For viewers, live-streaming offers a refuge from the growing glut of AI-generated content on their feeds. In a social media landscape where the difference between real and artificial has grown nearly imperceptible, the unmistakable humanity of real-time video is a refreshing draw, according to Karten.
Similarly, part of the appeal of TikTok when it initially emerged was that, compared to Instagram at the time, vertical video felt far less polished. If Instagram offered manicured mood boards, the amateur quality of front-facing video on TikTok promised a more realistic portrayal of life.
But compared to live-streaming, whose real-time nature necessarily involves flubs, technical glitches, and periods of dead air, TikTok practically feels like a Hollywood production. Sure, the video you just scrolled past might appear to have captured an authentic surprise or genuine prank, but who knows how many takes it really took to produce?

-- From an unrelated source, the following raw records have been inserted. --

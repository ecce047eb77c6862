//! Shared helpers for the unit tests: a flat-memory CPU with a program at
//! the reset target, and mode setup shortcuts.

use crate::memory::RamBus;
use crate::registers::{FLAG_M, FLAG_X};
use crate::Cpu;

pub(crate) const RESET: u16 = 0x8000;

/// A freshly reset CPU over 128 KiB of flat memory with `program` at
/// $008000 and the reset vector pointing at it.
pub(crate) fn cpu_with_program(program: &[u8]) -> Cpu<RamBus> {
    let mut bus = RamBus::new(0x20000);
    bus.load(0x00FFFC, &[0x00, 0x80]);
    bus.load(RESET as u32, program);
    let mut cpu = Cpu::new(bus);
    cpu.reset();
    cpu
}

pub(crate) fn step_n(cpu: &mut Cpu<RamBus>, n: usize) {
    for _ in 0..n {
        cpu.step();
    }
}

/// Put the CPU in native mode with the requested register widths, as a
/// program would after CLC/XCE and REP/SEP.
pub(crate) fn native_mode(cpu: &mut Cpu<RamBus>, m8: bool, x8: bool) {
    cpu.regs.e = false;
    if m8 {
        cpu.regs.pl |= FLAG_M;
    } else {
        cpu.regs.pl &= !FLAG_M;
    }
    if x8 {
        cpu.regs.pl |= FLAG_X;
    } else {
        cpu.regs.pl &= !FLAG_X;
    }
    cpu.update_mode();
}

Live-streams also offer consistency in a way that vertical video, controlled as it is by the omnipotent algorithm, could never rival.
The best streamers go live on a routine basis, on a predictable schedule that encourages repeat viewership and builds loyalty. They often, impressively, stream for hours at a time, which gives their channels the feel of television more so than of social media. Creators who produce content explicitly for TikTok, Reels, and Shorts, meanwhile, can only hope that their hard work finds its way onto your feed.
Indeed, the whims of the algorithm are the other explaining factor behind the rise of the live-stream.
The arrival of TikTok fundamentally flipped the logic of content creation, as it rewards hits without penalizing misses. The algorithm surfaces the best material while suppressing the rest, meaning creators have found themselves incentivized to aim for quantity rather than quality.
Until recently, that has meant creating hundreds or thousands of discrete videos, each one a standalone product. But the emergence of the video podcast, as well as the repurposing of the live-stream, has changed that equation.